Une symphonie s’articule autour d’une construction subtile de notes de musique, chacune au timbre bien particulier, et qui en se mélangeant les unes aux autres ont le pouvoir de jouer sur toute la palette d’émotions humaines de leur auditeur. Tantôt lente, tantôt entraînante, la musique vous porte et vous emmène au travers de l’histoire qu’elle vous conte, ne vous laissant d’autre choix que de la ressentir de tout votre être. Mais qu’est-ce qu’une musique, sinon un ballet de notes individuelles ? Et puis finalement, qu’est-ce qu’une note ? Chacune d’elle naît d’un instrument avant de s’envoler et de mener sa propre existence, tournoyant dans l’air, ricochant sur les murs, se fondant un temps avec d’autres notes avant de s’évanouir complètement. Chaque note est terriblement réelle pour quiconque qui l’écoute ! Mais pourtant, qui pourrait dire précisément ce qu’est une note et où elle se trouve ? Une note de musique paraît ainsi un peu à l’image de notre conscience. C’est un concept qui nous paraît si tangible que nous avons vite fait d’oublier qu’elle ne réside nulle part là où nous pouvons regarder. Techniquement, une note n’existe pas. À un instant donné, une note n’est au mieux qu’un motif imprimé aux molécules d’air environnantes, ces dernières évoluant selon des lois physiques immuables. Une note n’est portée par aucune molécule particulière, elle est partout et nulle part. En fait, c’est plutôt chaque molécule qui porte l’information de toutes les notes simultanément. Cette information se révèle toutefois bien ténue, se résumant purement et simplement à la vitesse et à la position relative de chaque molécule. Mais cette dilution n’empêche aucunement notre cerveau de bien distinguer chaque note, de donner du sens à chacune d’elles et à leur attribuer une existence propre.
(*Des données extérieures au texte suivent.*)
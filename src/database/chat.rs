// SPDX-License-Identifier: MIT OR Apache-2.0

//! Warm-tier chat repository (C7): the relational record-of-truth for
//! sessions and messages. Content and tool-call payloads are stored as
//! ciphertext; this module never sees plaintext — callers in `crate::chat`
//! encrypt/decrypt around these calls using the tenant's DEK.

use chrono::{DateTime, Utc};
use sqlx::{Postgres, Row, Transaction};
use uuid::Uuid;

use crate::errors::{AppError, AppResult};
use sentinel_core::TenantId;

/// A chat session (spec §3). `message_count`/`last_message_at` are
/// maintained by the insert trigger-equivalent logic in
/// [`append_message`] rather than recomputed by readers.
#[derive(Debug, Clone)]
pub struct ChatSession {
    pub id: Uuid,
    pub user_id: TenantId,
    pub title: Option<String>,
    pub is_active: bool,
    pub message_count: i64,
    pub last_message_at: Option<DateTime<Utc>>,
    pub created_at: DateTime<Utc>,
    pub updated_at: DateTime<Utc>,
}

/// A stored message row. `content_encrypted`/`tool_calls_encrypted` are
/// ciphertext; decrypting them is the caller's job.
#[derive(Debug, Clone)]
pub struct ChatMessageRow {
    pub id: Uuid,
    pub session_id: Uuid,
    pub user_id: TenantId,
    pub role: String,
    pub content_encrypted: String,
    pub tool_calls_encrypted: Option<String>,
    pub tokens_used: Option<i32>,
    pub model: Option<String>,
    pub created_at: DateTime<Utc>,
}

/// Create a new session.
pub async fn create_session(
    tx: &mut Transaction<'_, Postgres>,
    user_id: TenantId,
    title: Option<&str>,
) -> AppResult<ChatSession> {
    let id = Uuid::new_v4();
    let row = sqlx::query(
        r"
        INSERT INTO chat_sessions (id, user_id, title, is_active, message_count, created_at, updated_at)
        VALUES ($1, $2, $3, true, 0, now(), now())
        RETURNING id, user_id, title, is_active, message_count, last_message_at, created_at, updated_at
        ",
    )
    .bind(id)
    .bind(user_id.as_uuid())
    .bind(title)
    .fetch_one(&mut **tx)
    .await
    .map_err(|e| AppError::database(format!("failed to create chat session: {e}")))?;

    Ok(row_to_session(&row))
}

/// The tenant's most recent active session, or `None` if they have never
/// chatted.
pub async fn get_active_session(tx: &mut Transaction<'_, Postgres>) -> AppResult<Option<ChatSession>> {
    let row = sqlx::query(
        r"
        SELECT id, user_id, title, is_active, message_count, last_message_at, created_at, updated_at
        FROM chat_sessions WHERE is_active = true ORDER BY last_message_at DESC NULLS LAST LIMIT 1
        ",
    )
    .fetch_optional(&mut **tx)
    .await
    .map_err(|e| AppError::database(format!("failed to get active session: {e}")))?;

    Ok(row.as_ref().map(row_to_session))
}

/// A session by id.
pub async fn get_session(tx: &mut Transaction<'_, Postgres>, session_id: Uuid) -> AppResult<Option<ChatSession>> {
    let row = sqlx::query(
        r"
        SELECT id, user_id, title, is_active, message_count, last_message_at, created_at, updated_at
        FROM chat_sessions WHERE id = $1
        ",
    )
    .bind(session_id)
    .fetch_optional(&mut **tx)
    .await
    .map_err(|e| AppError::database(format!("failed to get session: {e}")))?;

    Ok(row.as_ref().map(row_to_session))
}

/// Sessions with `last_message_at` older than `cutoff`, still active — the
/// candidate set for the chat archiver job (spec §4.7/§4.8).
pub async fn active_sessions_older_than(
    tx: &mut Transaction<'_, Postgres>,
    cutoff: DateTime<Utc>,
) -> AppResult<Vec<ChatSession>> {
    let rows = sqlx::query(
        r"
        SELECT id, user_id, title, is_active, message_count, last_message_at, created_at, updated_at
        FROM chat_sessions WHERE is_active = true AND last_message_at < $1
        ",
    )
    .bind(cutoff)
    .fetch_all(&mut **tx)
    .await
    .map_err(|e| AppError::database(format!("failed to list archivable sessions: {e}")))?;

    Ok(rows.iter().map(row_to_session).collect())
}

/// Append a message, encrypted, and bump the session's `message_count`/
/// `last_message_at` in the same transaction.
pub async fn append_message(
    tx: &mut Transaction<'_, Postgres>,
    session_id: Uuid,
    user_id: TenantId,
    role: &str,
    content_encrypted: &str,
    tool_calls_encrypted: Option<&str>,
    tokens_used: Option<i32>,
    model: Option<&str>,
) -> AppResult<ChatMessageRow> {
    let id = Uuid::new_v4();
    let row = sqlx::query(
        r"
        INSERT INTO chat_messages (
            id, session_id, user_id, role, content_encrypted, tool_calls_encrypted,
            tokens_used, model, created_at
        )
        VALUES ($1, $2, $3, $4, $5, $6, $7, $8, now())
        RETURNING id, session_id, user_id, role, content_encrypted, tool_calls_encrypted,
                  tokens_used, model, created_at
        ",
    )
    .bind(id)
    .bind(session_id)
    .bind(user_id.as_uuid())
    .bind(role)
    .bind(content_encrypted)
    .bind(tool_calls_encrypted)
    .bind(tokens_used)
    .bind(model)
    .fetch_one(&mut **tx)
    .await
    .map_err(|e| AppError::database(format!("failed to append chat message: {e}")))?;

    sqlx::query(
        "UPDATE chat_sessions SET message_count = message_count + 1, last_message_at = now(), updated_at = now() WHERE id = $1",
    )
    .bind(session_id)
    .execute(&mut **tx)
    .await
    .map_err(|e| AppError::database(format!("failed to update session counters: {e}")))?;

    Ok(row_to_message(&row))
}

/// Most recent `limit` messages for a session, oldest-first (ready to feed
/// directly into a model context window).
pub async fn recent_messages(
    tx: &mut Transaction<'_, Postgres>,
    session_id: Uuid,
    limit: i64,
) -> AppResult<Vec<ChatMessageRow>> {
    let rows = sqlx::query(
        r"
        SELECT id, session_id, user_id, role, content_encrypted, tool_calls_encrypted,
               tokens_used, model, created_at
        FROM chat_messages WHERE session_id = $1 ORDER BY created_at DESC LIMIT $2
        ",
    )
    .bind(session_id)
    .bind(limit)
    .fetch_all(&mut **tx)
    .await
    .map_err(|e| AppError::database(format!("failed to fetch recent messages: {e}")))?;

    let mut messages: Vec<ChatMessageRow> = rows.iter().map(row_to_message).collect();
    messages.reverse();
    Ok(messages)
}

/// All messages for a session, oldest-first — used by the archiver to
/// package a full session before upload.
pub async fn all_messages(tx: &mut Transaction<'_, Postgres>, session_id: Uuid) -> AppResult<Vec<ChatMessageRow>> {
    let rows = sqlx::query(
        r"
        SELECT id, session_id, user_id, role, content_encrypted, tool_calls_encrypted,
               tokens_used, model, created_at
        FROM chat_messages WHERE session_id = $1 ORDER BY created_at ASC
        ",
    )
    .bind(session_id)
    .fetch_all(&mut **tx)
    .await
    .map_err(|e| AppError::database(format!("failed to fetch all messages: {e}")))?;

    Ok(rows.iter().map(row_to_message).collect())
}

/// Mark a session inactive after its messages have been archived to cold
/// storage (soft archive — rows are not deleted here).
pub async fn mark_session_archived(tx: &mut Transaction<'_, Postgres>, session_id: Uuid) -> AppResult<()> {
    let result = sqlx::query("UPDATE chat_sessions SET is_active = false, updated_at = now() WHERE id = $1")
        .bind(session_id)
        .execute(&mut **tx)
        .await
        .map_err(|e| AppError::database(format!("failed to mark session archived: {e}")))?;

    if result.rows_affected() == 0 {
        return Err(AppError::not_found(format!("chat session {session_id}")));
    }
    Ok(())
}

fn row_to_session(row: &sqlx::postgres::PgRow) -> ChatSession {
    ChatSession {
        id: row.get("id"),
        user_id: TenantId::from_uuid(row.get("user_id")),
        title: row.get("title"),
        is_active: row.get("is_active"),
        message_count: row.get("message_count"),
        last_message_at: row.get("last_message_at"),
        created_at: row.get("created_at"),
        updated_at: row.get("updated_at"),
    }
}

fn row_to_message(row: &sqlx::postgres::PgRow) -> ChatMessageRow {
    ChatMessageRow {
        id: row.get("id"),
        session_id: row.get("session_id"),
        user_id: TenantId::from_uuid(row.get("user_id")),
        role: row.get("role"),
        content_encrypted: row.get("content_encrypted"),
        tool_calls_encrypted: row.get("tool_calls_encrypted"),
        tokens_used: row.get("tokens_used"),
        model: row.get("model"),
        created_at: row.get("created_at"),
    }
}

#[cfg(test)]
mod tests {
    use super::*;
    use crate::database::Database;
    use sqlx::PgPool;

    async fn test_db() -> Option<Database> {
        let url = std::env::var("TEST_DATABASE_URL").ok()?;
        let pool = PgPool::connect(&url).await.expect("connect to test database");
        Some(Database::from_pool(pool))
    }

    #[tokio::test]
    async fn append_message_bumps_session_counters() {
        let Some(db) = test_db().await else { return };
        let tenant_id = TenantId::new();

        let session_id = db
            .with_tenant_conn(tenant_id, |tx| {
                Box::pin(async move {
                    let session = create_session(tx, tenant_id, Some("first chat")).await?;
                    append_message(tx, session.id, tenant_id, "user", "ciphertext-1", None, None, None).await?;
                    append_message(tx, session.id, tenant_id, "assistant", "ciphertext-2", None, Some(42), Some("gpt")).await?;
                    Ok(session.id)
                })
            })
            .await
            .unwrap();

        let session = db
            .with_tenant_conn(tenant_id, |tx| Box::pin(async move { get_session(tx, session_id).await }))
            .await
            .unwrap()
            .unwrap();

        assert_eq!(session.message_count, 2);
        assert!(session.last_message_at.is_some());
    }

    #[tokio::test]
    async fn recent_messages_return_oldest_first() {
        let Some(db) = test_db().await else { return };
        let tenant_id = TenantId::new();

        let messages = db
            .with_tenant_conn(tenant_id, |tx| {
                Box::pin(async move {
                    let session = create_session(tx, tenant_id, None).await?;
                    append_message(tx, session.id, tenant_id, "user", "first", None, None, None).await?;
                    append_message(tx, session.id, tenant_id, "assistant", "second", None, None, None).await?;
                    recent_messages(tx, session.id, 10).await
                })
            })
            .await
            .unwrap();

        assert_eq!(messages.len(), 2);
        assert_eq!(messages[0].content_encrypted, "first");
        assert_eq!(messages[1].content_encrypted, "second");
    }
}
D’une certaine façon, nos vies et nos consciences apparaissent peut-être à l’image de ces notes de musique. Nous prenons naissance lorsque des forces subtiles impriment à l’univers un agencement bien particulier de matière et d’énergie, unique en son genre, et à laquelle nous nous identifions. Nous avons ensuite l’impression de poursuivre notre vie dans un cortège continuel de choix, alors qu’il ne s’agit-là que de la propagation physique dans l’espace-temps de ce motif singulier originel, mû par son impulsion initiale. Cette envolée nous laisse croiser la route d’autres personnes, d’autres consciences, avec lesquelles nous nous mélangeons un peu en échangeant nos idées. Mais cette énergie de départ finit tôt ou tard par se dissiper complètement, et cette belle structure imprimée à l’univers se termine en s’écroulant comme un château de sable, balayée par le vent, emportée par les vagues, et ne laissant derrière elle qu’un faible écho témoignant de son passage.
La grande récré
Je ne suis pas pleinement convaincu qu’il soit possible de vivre harmonieusement en adoptant uniquement la vision des choses décrite plus haut. Heureusement, je dispose de mon deuxième moi pour m’ancrer dans le monde réel et empêcher ainsi le premier de se perdre en dérivant au gré du vent d’une pensée purement mécanique. Celui-ci porte un regard totalement différent sur le monde, en partant de la constatation simple et sans appel que la logique se montre impuissante à expliquer ses axiomes. Il nous manque et nous manquera toujours un élément fondamental de compréhension, nous empêchant de dénouer le mystère de la création. Car quand bien même Dieu vous apparaîtrait dans un déluge de flammes, vous ne pourriez jamais vous persuader totalement que cette manifestation ne fasse pas partie d’un jeu plus grand encore. Aussi cette partie de moi, embrassant pleinement son humanité, voit-elle le monde comme une grande cour de récréation.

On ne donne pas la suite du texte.